China is the keystone, the best hope for the Asian economy to stabilize later this year. It’s high rate of growth and poor data makes relibale analysis impossible and comparisons with other nations difficult. Zero GDP growth in Q4 means China has decelerated from 13% to zero over two years — a brutal stop. Equivalent to the US going from +3% GDP to -9% (almost a depression). Except that there are few safety nets for China’s people.
From another perspective, losing two years’ growth in 2009 would mean -3% GDP for the US (painful). Since we have so much debt, we might lose 3 or 4 years growth — which might force structural changes (default or inflation).
Losing one year’s growth is -9% GDP for China. That would be an unthinkable disaster in the eyes of most economists. Which is absurd. Every economy frequently stumbles and loses a year’s growth — and China’s rapid growth means greater volatility, not less. A big bust in China in 2009 or 2010 will be hailed as a “black swan”, and demonstrate (again) that myopia about the future is one of our greatest disabilities.
3. What about the US?
(a) US banks continue to die despite massive infusions (gifts) of free money from you and I. As of December total bank lending is down slightly from October, but bank holdings of Treasury and Agency bonds at the Fed are up aprox $450 billion (see chart). Borrow at near-zero, buy bonds with no money down = great work (if you can get it). The sums required to adequately recapitalize them are preposterous. Many of our major banks will be nationalized ( today’s NYT describes the Obama team grappling with the inevitable).
(b) The inevitable crash of construction firms and commercial real estate will devastate small banks, so far only lightly singed by the devastation of the capital markets.
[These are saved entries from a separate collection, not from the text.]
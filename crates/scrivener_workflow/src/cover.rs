//! Cover image generation driven by a chat model.

use crate::prompts::{IMAGE_PROMPT_SYSTEM, IMAGE_PROMPT_TEMPLATE, KEYWORD_TEMPLATE};
use crate::{render_cover_prompt, render_template};
use async_trait::async_trait;
use regex::Regex;
use scrivener_core::{ChatRequest, CoverReference};
use scrivener_error::{ScrivenerResult, ValidationError, ValidationErrorKind};
use scrivener_interface::{ChatDriver, CoverGenerator, CoverRequest, ImageGeneration};
use std::sync::Arc;
use std::sync::LazyLock;

/// Shortest article, in characters, a cover can be generated for.
pub const MIN_COVER_CONTENT_CHARS: usize = 10;

const KEYWORD_SOURCE_CHARS: usize = 2000;
const TITLE_CHARS: usize = 100;

/// Appended to every image prompt.
pub const RENDER_GUARD: &str = "Hard constraint: do not render instruction text, metadata labels, ratio values, or platform tags in the image. Keep corner areas clean.";

static CONTROL_META: LazyLock<Regex> = LazyLock::new(|| {
    Regex::new(r"(?i)(公众号|封面标准尺寸|尺寸版|比例为|2\.35:1|1:1|9:16|3:4)")
        .expect("Valid control metadata regex")
});

/// Drop lines that describe layout or platform rather than the picture.
///
/// Returns the trimmed input if every line would be dropped.
///
/// ```
/// use scrivener_workflow::strip_control_meta;
///
/// let prompt = "A quiet harbor at dawn\n公众号封面，比例为 2.35:1\nsoft light";
/// assert_eq!(strip_control_meta(prompt), "A quiet harbor at dawn\nsoft light");
/// ```
pub fn strip_control_meta(prompt: &str) -> String {
    let kept: Vec<&str> = prompt
        .lines()
        .filter(|line| !CONTROL_META.is_match(line))
        .collect();
    let joined = kept.join("\n");
    let joined = joined.trim();
    if joined.is_empty() {
        prompt.trim().to_string()
    } else {
        joined.to_string()
    }
}

/// Append [`RENDER_GUARD`] unless it is already present.
pub fn append_render_guard(prompt: &str) -> String {
    let prompt = prompt.trim();
    if prompt.contains(RENDER_GUARD) {
        prompt.to_string()
    } else {
        format!("{prompt}\n\n{RENDER_GUARD}")
    }
}

/// Pixel size for a size label.
///
/// Aspect ratios map to fixed sizes; `1k`/`2k`/`4k` and explicit `WxH`
/// pass through; anything else falls back to `2048x2048`.
///
/// ```
/// use scrivener_workflow::resolve_image_size;
///
/// assert_eq!(resolve_image_size("2.35:1"), "3072x1308");
/// assert_eq!(resolve_image_size("2K"), "2k");
/// assert_eq!(resolve_image_size("1024x768"), "1024x768");
/// assert_eq!(resolve_image_size("huge"), "2048x2048");
/// ```
pub fn resolve_image_size(label: &str) -> String {
    let label = label.trim().to_lowercase();
    let mapped = match label.as_str() {
        "2.35:1" => Some("3072x1308"),
        "1:1" => Some("2048x2048"),
        "9:16" => Some("1440x2560"),
        "3:4" => Some("1728x2304"),
        "1k" | "2k" | "4k" => Some(label.as_str()),
        _ => None,
    };
    if let Some(size) = mapped {
        return size.to_string();
    }
    let explicit = label.split_once('x').is_some_and(|(w, h)| {
        !w.is_empty()
            && !h.is_empty()
            && w.chars().all(|c| c.is_ascii_digit())
            && h.chars().all(|c| c.is_ascii_digit())
    });
    if explicit {
        label
    } else {
        tracing::warn!(label = %label, "Unknown image size, using 2048x2048");
        "2048x2048".to_string()
    }
}

/// Builds an image prompt from the article and renders it.
///
/// Without a style template the chat model extracts keywords and then
/// writes an English scene description. With a template the prompt is
/// rendered locally.
#[derive(Clone)]
pub struct PromptedCoverGenerator {
    chat: Arc<dyn ChatDriver>,
    images: Arc<dyn ImageGeneration>,
}

impl std::fmt::Debug for PromptedCoverGenerator {
    fn fmt(&self, f: &mut std::fmt::Formatter<'_>) -> std::fmt::Result {
        f.debug_struct("PromptedCoverGenerator")
            .field("model", &self.chat.model_name())
            .finish()
    }
}

impl PromptedCoverGenerator {
    /// Create a generator.
    pub fn new(chat: Arc<dyn ChatDriver>, images: Arc<dyn ImageGeneration>) -> Self {
        Self { chat, images }
    }

    async fn describe_scene(&self, title: &str, content: &str) -> ScrivenerResult<String> {
        let excerpt: String = content.chars().take(KEYWORD_SOURCE_CHARS).collect();
        let keywords = self
            .chat
            .chat(&ChatRequest::single(
                render_template(KEYWORD_TEMPLATE, &[("content", &excerpt)]),
                None,
            ))
            .await?;
        let keywords = keywords.trim();
        tracing::debug!(keywords, "Extracted cover keywords");

        let prompt = self
            .chat
            .chat(&ChatRequest::single(
                render_template(
                    IMAGE_PROMPT_TEMPLATE,
                    &[("keywords", keywords), ("title", title)],
                ),
                Some(IMAGE_PROMPT_SYSTEM),
            ))
            .await?;
        Ok(prompt.trim().to_string())
    }
}

#[async_trait]
impl CoverGenerator for PromptedCoverGenerator {
    #[tracing::instrument(skip(self, req), fields(size = %req.size()))]
    async fn generate_cover(&self, req: &CoverRequest) -> ScrivenerResult<CoverReference> {
        let content = req.content().trim();
        let actual = content.chars().count();
        if actual < MIN_COVER_CONTENT_CHARS {
            return Err(ValidationError::new(ValidationErrorKind::ContentTooShort {
                min: MIN_COVER_CONTENT_CHARS,
                actual,
            })
            .into());
        }

        let title = if req.title().trim().is_empty() {
            content.chars().take(TITLE_CHARS).collect()
        } else {
            req.title().trim().to_string()
        };

        let draft = match req.style_template().as_deref().map(str::trim) {
            Some(template) if !template.is_empty() => {
                render_cover_prompt(template, &title, content)
            }
            _ => self.describe_scene(&title, content).await?,
        };
        let prompt = append_render_guard(&strip_control_meta(&draft));
        let size = resolve_image_size(req.size());

        let image = self.images.generate_image(&prompt, &size).await?;
        tracing::info!(url = %image.url, size = %image.size, "Cover generated");
        Ok(CoverReference {
            image_url: image.url,
            prompt,
            size: image.size,
        })
    }
}
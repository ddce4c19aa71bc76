//! Storage for workflows suspended at the decision gate.

use async_trait::async_trait;
use scrivener_core::WorkflowState;
use scrivener_error::ScrivenerResult;

/// Suspended workflow states keyed by rewrite id.
///
/// A second `put` under the same key replaces the first.
#[async_trait]
pub trait SuspendedWorkflowStore: Send + Sync {
    /// Store a suspended state.
    async fn put(&self, rewrite_id: i64, state: WorkflowState) -> ScrivenerResult<()>;

    /// Read a suspended state without removing it.
    async fn get(&self, rewrite_id: i64) -> ScrivenerResult<Option<WorkflowState>>;

    /// Remove and return a suspended state. At most one caller gets `Some`.
    async fn take(&self, rewrite_id: i64) -> ScrivenerResult<Option<WorkflowState>>;

    /// Drop a suspended state, returning whether one existed.
    async fn remove(&self, rewrite_id: i64) -> ScrivenerResult<bool>;

    /// Number of suspended workflows.
    async fn len(&self) -> usize;

    /// Whether nothing is suspended.
    async fn is_empty(&self) -> bool {
        self.len().await == 0
    }
}
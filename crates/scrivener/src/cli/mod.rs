//! Command-line interface module.

mod commands;
mod inputs;
mod review;
mod run;
mod style;

pub use commands::{Cli, Commands};
pub use review::run_review;
pub use run::run_workflow;
pub use style::run_style;
//! Named-placeholder rendering for prompt templates.

/// Replace `{name}` with its value for every known name.
///
/// Unknown `{keys}`, stray braces and unterminated placeholders are copied
/// through verbatim. Substituted values are not re-scanned.
///
/// # Examples
///
/// ```
/// use scrivener_workflow::render_template;
///
/// let out = render_template("《{title}》{mood} {", &[("title", "秋日")]);
/// assert_eq!(out, "《秋日》{mood} {");
/// ```
pub fn render_template(template: &str, vars: &[(&str, &str)]) -> String {
    let mut out = String::with_capacity(template.len());
    let mut rest = template;

    while let Some(open) = rest.find('{') {
        out.push_str(&rest[..open]);
        let after = &rest[open + 1..];
        let value = after.find('}').and_then(|close| {
            let key = &after[..close];
            vars.iter()
                .find(|(name, _)| *name == key)
                .map(|(_, value)| (*value, close))
        });
        match value {
            Some((value, close)) => {
                out.push_str(value);
                rest = &after[close + 1..];
            }
            None => {
                out.push('{');
                rest = after;
            }
        }
    }
    out.push_str(rest);
    out
}

const TITLE_CHARS: usize = 100;
const CONTENT_CHARS: usize = 500;

/// Render a cover style template against an article.
///
/// The template sees `{title}` and `{content}`, cut to 100 and 500
/// characters. A template mentioning neither gets both appended as
/// reference lines.
pub fn render_cover_prompt(template: &str, title: &str, content: &str) -> String {
    let title: String = title.trim().chars().take(TITLE_CHARS).collect();
    let content: String = content.trim().chars().take(CONTENT_CHARS).collect();

    let mut rendered = render_template(template, &[("title", &title), ("content", &content)]);
    if !template.contains("{title}") && !template.contains("{content}") {
        rendered.push_str(&format!(
            "\n\n文章标题参考：{title}\n文章核心内容摘要：{content}"
        ));
    }
    rendered.trim().to_string()
}
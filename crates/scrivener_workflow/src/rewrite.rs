//! The rewrite step: one streamed generation per attempt.

use crate::prompts::{REWRITE_SYSTEM, rag_query, rewrite_prompt};
use crate::{NoRetrieval, StepStream, count_actual_words, ensure_image_placeholders, sanitized};
use futures_util::StreamExt;
use scrivener_core::{
    ChatRequest, DonePayload, NewRewrite, RecordStatus, RewriteDone, RewriteRecord, Step,
    StepEvent, WritingStyle,
};
use scrivener_error::{
    ModelError, ModelErrorKind, ScrivenerError, ScrivenerResult, ValidationError,
    ValidationErrorKind,
};
use scrivener_interface::{
    ArticleFetcher, Retrieval, RewriteRepository, Streaming, StyleRepository,
};
use std::sync::Arc;

/// Default cap on fetched article length, in characters.
pub const DEFAULT_MAX_SOURCE_CHARS: usize = 50_000;

/// Whether the text is an http(s) URL with a host.
pub fn is_article_url(text: &str) -> bool {
    match url::Url::parse(text.trim()) {
        Ok(url) => matches!(url.scheme(), "http" | "https") && url.host_str().is_some(),
        Err(_) => false,
    }
}

/// Rewrites a source article in a target style.
///
/// Each call to [`execute`](Self::execute) runs one attempt against an
/// existing record; retries reuse the record and overwrite its content.
#[derive(Clone)]
pub struct RewriteStep {
    llm: Arc<dyn Streaming>,
    styles: Arc<dyn StyleRepository>,
    rewrites: Arc<dyn RewriteRepository>,
    retrieval: Arc<dyn Retrieval>,
    fetcher: Option<Arc<dyn ArticleFetcher>>,
    max_source_chars: usize,
}

impl std::fmt::Debug for RewriteStep {
    fn fmt(&self, f: &mut std::fmt::Formatter<'_>) -> std::fmt::Result {
        f.debug_struct("RewriteStep")
            .field("model", &self.llm.model_name())
            .field("has_fetcher", &self.fetcher.is_some())
            .field("max_source_chars", &self.max_source_chars)
            .finish()
    }
}

impl RewriteStep {
    /// Create a step with no retrieval and no URL support.
    pub fn new(
        llm: Arc<dyn Streaming>,
        styles: Arc<dyn StyleRepository>,
        rewrites: Arc<dyn RewriteRepository>,
    ) -> Self {
        Self {
            llm,
            styles,
            rewrites,
            retrieval: Arc::new(NoRetrieval),
            fetcher: None,
            max_source_chars: DEFAULT_MAX_SOURCE_CHARS,
        }
    }

    /// Use a retrieval backend for RAG-enabled records.
    pub fn with_retrieval(mut self, retrieval: Arc<dyn Retrieval>) -> Self {
        self.retrieval = retrieval;
        self
    }

    /// Accept URLs as sources, fetched with this fetcher.
    pub fn with_fetcher(mut self, fetcher: Arc<dyn ArticleFetcher>) -> Self {
        self.fetcher = Some(fetcher);
        self
    }

    /// Cap fetched article length.
    pub fn with_max_source_chars(mut self, max_source_chars: usize) -> Self {
        self.max_source_chars = max_source_chars;
        self
    }

    /// Turn caller input into article text.
    ///
    /// A URL is fetched and truncated; anything else is used as given.
    ///
    /// # Errors
    ///
    /// Validation errors for blank input, or for a URL when no fetcher is
    /// configured or the page yields no text.
    #[tracing::instrument(skip(self, raw), fields(raw_len = raw.len()))]
    pub async fn resolve_source(&self, raw: &str) -> ScrivenerResult<String> {
        let trimmed = raw.trim();
        if trimmed.is_empty() {
            return Err(ValidationError::new(ValidationErrorKind::EmptySource).into());
        }
        if !is_article_url(trimmed) {
            return Ok(raw.to_string());
        }

        let Some(fetcher) = &self.fetcher else {
            return Err(ValidationError::new(ValidationErrorKind::UrlFetch(format!(
                "{trimmed} (URL input is not enabled)"
            )))
            .into());
        };
        match fetcher.fetch(trimmed).await {
            Some(text) if !text.trim().is_empty() => {
                tracing::info!(url = trimmed, chars = text.chars().count(), "Fetched article");
                Ok(text.trim().chars().take(self.max_source_chars).collect())
            }
            _ => Err(ValidationError::new(ValidationErrorKind::UrlFetch(trimmed.to_string())).into()),
        }
    }

    /// Look up a style, failing when it does not exist.
    pub async fn require_style(&self, style_id: i64) -> ScrivenerResult<WritingStyle> {
        self.styles
            .get_style(style_id)
            .await?
            .ok_or_else(|| ValidationError::new(ValidationErrorKind::StyleNotFound(style_id)).into())
    }

    /// Validate the request and create a running record.
    #[tracing::instrument(skip(self, new), fields(style_id = new.style_id))]
    pub async fn create(&self, mut new: NewRewrite) -> ScrivenerResult<RewriteRecord> {
        if new.target_words == 0 {
            return Err(
                ValidationError::new(ValidationErrorKind::InvalidTargetWords(new.target_words))
                    .into(),
            );
        }
        new.source_article = self.resolve_source(&new.source_article).await?;
        self.require_style(new.style_id).await?;
        let record = self.rewrites.insert_rewrite(new).await?;
        tracing::info!(rewrite_id = record.id, "Created rewrite record");
        Ok(record)
    }

    async fn mark_failed(&self, record: &mut RewriteRecord, err: &ScrivenerError) -> StepEvent {
        tracing::error!(rewrite_id = record.id, error = %err, "Rewrite failed");
        record.status = RecordStatus::Failed;
        record.error_message = Some(err.user_message());
        if let Err(e) = self.rewrites.update_rewrite(record).await {
            tracing::error!(rewrite_id = record.id, error = %e, "Could not persist rewrite failure");
        }
        StepEvent::error(err.user_message())
    }

    /// Run one rewrite attempt against an existing record.
    ///
    /// Events: `start`, a `rag` progress event when retrieval is enabled,
    /// a `rewrite` progress event, `content` deltas, then `done`. Any
    /// failure marks the record failed and ends the stream with `error`.
    pub fn execute(&self, rewrite_id: i64) -> StepStream {
        let step = self.clone();
        Box::pin(async_stream::stream! {
            let mut record = match step.rewrites.get_rewrite(rewrite_id).await {
                Ok(Some(record)) => record,
                Ok(None) => {
                    let err = ValidationError::new(ValidationErrorKind::RewriteNotFound(rewrite_id));
                    yield StepEvent::error(err.kind.to_string());
                    return;
                }
                Err(e) => {
                    yield StepEvent::error(e.user_message());
                    return;
                }
            };

            yield StepEvent::Start { step: Step::Rewrite, record_id: record.id };

            record.status = RecordStatus::Running;
            record.error_message = None;
            if let Err(e) = step.rewrites.update_rewrite(&record).await {
                yield step.mark_failed(&mut record, &e).await;
                return;
            }

            let style = match step.require_style(record.style_id).await {
                Ok(style) => style,
                Err(e) => {
                    yield step.mark_failed(&mut record, &e).await;
                    return;
                }
            };

            let snippets = if record.enable_rag {
                yield StepEvent::progress("rag", "检索相关素材...");
                let hits = step
                    .retrieval
                    .search(&rag_query(&record.source_article), record.rag_top_k)
                    .await;
                tracing::debug!(rewrite_id, hits = hits.len(), "Retrieved materials");
                hits
            } else {
                Vec::new()
            };

            yield StepEvent::progress("rewrite", "正在改写...");

            let request = ChatRequest::single(
                rewrite_prompt(
                    &style.style_description,
                    record.target_words,
                    &record.source_article,
                    &snippets,
                ),
                Some(REWRITE_SYSTEM),
            );
            let mut fragments = match step.llm.chat_stream(&request).await {
                Ok(stream) => sanitized(stream),
                Err(e) => {
                    yield step.mark_failed(&mut record, &e).await;
                    return;
                }
            };

            let mut content = String::new();
            let mut failure = None;
            while let Some(item) = fragments.next().await {
                match item {
                    Ok(delta) => {
                        content.push_str(&delta);
                        yield StepEvent::content(delta);
                    }
                    Err(e) => {
                        failure = Some(e);
                        break;
                    }
                }
            }
            if let Some(e) = failure {
                yield step.mark_failed(&mut record, &e).await;
                return;
            }
            if content.trim().is_empty() {
                let e = ScrivenerError::from(ModelError::new(ModelErrorKind::EmptyResponse(
                    "rewrite produced no visible text".to_string(),
                )));
                yield step.mark_failed(&mut record, &e).await;
                return;
            }

            let final_content = ensure_image_placeholders(content.trim());
            let actual_words = count_actual_words(&final_content);

            record.final_content = final_content.clone();
            record.actual_words = actual_words;
            record.rag_retrieved = snippets;
            record.status = RecordStatus::Completed;
            if let Err(e) = step.rewrites.update_rewrite(&record).await {
                yield step.mark_failed(&mut record, &e).await;
                return;
            }
            tracing::info!(rewrite_id, actual_words, "Rewrite completed");

            yield StepEvent::Done(DonePayload::Rewrite(RewriteDone {
                final_content,
                actual_words,
            }));
        })
    }
}

#[cfg(test)]
mod tests {
    use super::*;

    #[test]
    fn recognizes_article_urls() {
        assert!(is_article_url("https://mp.weixin.qq.com/s/abc"));
        assert!(is_article_url("  http://example.com/post  "));
        assert!(!is_article_url("ftp://example.com/file"));
        assert!(!is_article_url("今天天气不错 https://example.com"));
        assert!(!is_article_url("mailto:someone@example.com"));
    }
}
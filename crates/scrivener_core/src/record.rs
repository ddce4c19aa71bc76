//! Persisted record shapes for styles, rewrites and reviews.

use crate::Snippet;
use chrono::{DateTime, Utc};
use serde::{Deserialize, Serialize};

/// Lifecycle of a rewrite or review record.
#[derive(
    Debug, Clone, Copy, Default, PartialEq, Eq, Hash, Serialize, Deserialize, strum::Display,
)]
#[serde(rename_all = "snake_case")]
#[strum(serialize_all = "snake_case")]
pub enum RecordStatus {
    /// Generation in progress
    #[default]
    Running,
    /// Generation finished
    Completed,
    /// Generation failed; see `error_message`
    Failed,
}

/// Verdict stored on a review record.
#[derive(
    Debug, Clone, Copy, Default, PartialEq, Eq, Hash, Serialize, Deserialize, strum::Display,
)]
#[serde(rename_all = "snake_case")]
#[strum(serialize_all = "snake_case")]
pub enum ReviewResult {
    /// Not yet decided
    #[default]
    Pending,
    /// Review passed
    Passed,
    /// Review failed
    Failed,
}

/// A target writing style.
#[derive(Debug, Clone, PartialEq, Eq, Serialize, Deserialize)]
pub struct WritingStyle {
    /// Record id
    #[serde(default)]
    pub id: i64,
    /// Display name
    pub name: String,
    /// Free-form description of the voice
    #[serde(default)]
    pub style_description: String,
    /// Optional sample passage
    #[serde(default)]
    pub example_text: Option<String>,
    /// Labels
    #[serde(default)]
    pub tags: Vec<String>,
}

impl WritingStyle {
    /// Short summary handed to the reviewer.
    ///
    /// ```
    /// use scrivener_core::WritingStyle;
    ///
    /// let style = WritingStyle {
    ///     id: 1,
    ///     name: "冷静".into(),
    ///     style_description: "短句".into(),
    ///     example_text: None,
    ///     tags: vec![],
    /// };
    /// assert_eq!(style.to_summary(), "风格名称: 冷静\n标签: 无\n风格描述: 短句");
    /// ```
    pub fn to_summary(&self) -> String {
        let tags = if self.tags.is_empty() {
            "无".to_string()
        } else {
            self.tags.join(", ")
        };
        let description: String = self.style_description.chars().take(500).collect();
        format!(
            "风格名称: {}\n标签: {}\n风格描述: {}",
            self.name, tags, description
        )
    }
}

/// Fields supplied when a rewrite record is created.
#[derive(Debug, Clone, PartialEq, Serialize, Deserialize)]
pub struct NewRewrite {
    /// Source text
    pub source_article: String,
    /// Target style
    pub style_id: i64,
    /// Desired length
    pub target_words: u32,
    /// Retrieval enabled
    pub enable_rag: bool,
    /// Retrieval limit
    pub rag_top_k: usize,
}

/// A persisted rewrite.
#[derive(Debug, Clone, PartialEq, Serialize, Deserialize)]
pub struct RewriteRecord {
    /// Record id
    pub id: i64,
    /// Source text
    pub source_article: String,
    /// Target style
    pub style_id: i64,
    /// Desired length
    pub target_words: u32,
    /// Measured length of `final_content`
    pub actual_words: usize,
    /// Retrieval enabled
    pub enable_rag: bool,
    /// Retrieval limit
    pub rag_top_k: usize,
    /// Snippets the prompt was built with
    pub rag_retrieved: Vec<Snippet>,
    /// Rewritten text
    pub final_content: String,
    /// Lifecycle status
    pub status: RecordStatus,
    /// Failure message
    pub error_message: Option<String>,
    /// Creation time
    pub created_at: DateTime<Utc>,
    /// Last update time
    pub updated_at: DateTime<Utc>,
}

impl RewriteRecord {
    /// Build a running record from creation fields.
    pub fn from_new(id: i64, new: NewRewrite) -> Self {
        let now = Utc::now();
        Self {
            id,
            source_article: new.source_article,
            style_id: new.style_id,
            target_words: new.target_words,
            actual_words: 0,
            enable_rag: new.enable_rag,
            rag_top_k: new.rag_top_k,
            rag_retrieved: Vec::new(),
            final_content: String::new(),
            status: RecordStatus::Running,
            error_message: None,
            created_at: now,
            updated_at: now,
        }
    }
}

/// Fields supplied when a review record is created.
#[derive(Debug, Clone, PartialEq, Eq, Serialize, Deserialize)]
pub struct NewReview {
    /// Rewrite under review
    pub rewrite_id: i64,
    /// Content being reviewed
    pub content: String,
    /// 1-based review round for this rewrite
    pub round: u32,
    /// Retry counter at the time of review
    pub retry_count: u32,
}

/// A persisted review.
#[derive(Debug, Clone, PartialEq, Serialize, Deserialize)]
pub struct ReviewRecord {
    /// Record id
    pub id: i64,
    /// Rewrite under review
    pub rewrite_id: i64,
    /// Content being reviewed
    pub content: String,
    /// Verdict
    pub result: ReviewResult,
    /// Parsed or error-shaped feedback
    pub feedback: Option<serde_json::Value>,
    /// Authenticity sub-score
    pub ai_score: Option<i64>,
    /// Total score out of 50
    pub total_score: Option<i64>,
    /// 1-based review round
    pub round: u32,
    /// Retry counter at the time of review
    pub retry_count: u32,
    /// Lifecycle status
    pub status: RecordStatus,
    /// Failure message
    pub error_message: Option<String>,
    /// Creation time
    pub created_at: DateTime<Utc>,
    /// Last update time
    pub updated_at: DateTime<Utc>,
}

impl ReviewRecord {
    /// Build a running record from creation fields.
    pub fn from_new(id: i64, new: NewReview) -> Self {
        let now = Utc::now();
        Self {
            id,
            rewrite_id: new.rewrite_id,
            content: new.content,
            result: ReviewResult::Pending,
            feedback: None,
            ai_score: None,
            total_score: None,
            round: new.round,
            retry_count: new.retry_count,
            status: RecordStatus::Running,
            error_message: None,
            created_at: now,
            updated_at: now,
        }
    }
}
The FDIC is already preparing for this; even the mainstream media at last sees this coming (“Smaller Banks’ Losses Expected to Bring Mergers“, NYT, 22 January 2009).
(c) Conventional monetary policy is exhausted from years of overuse (i.e., artificially low interest rates) during the Greenspan years. Untested extraordinary measures will be tried (such massive printing of money to “peg” treasury bond rates); the unanticipated side effects might be horrific.
(d) Massive tax cuts or “rebates” work fast but with astonishingly low level of effectiveness, as they will mostly be used to pay down debt or increase savings. Only 17% of the $177 billion 2008 rebates was spent, slightly less than that of the 2001 rebate.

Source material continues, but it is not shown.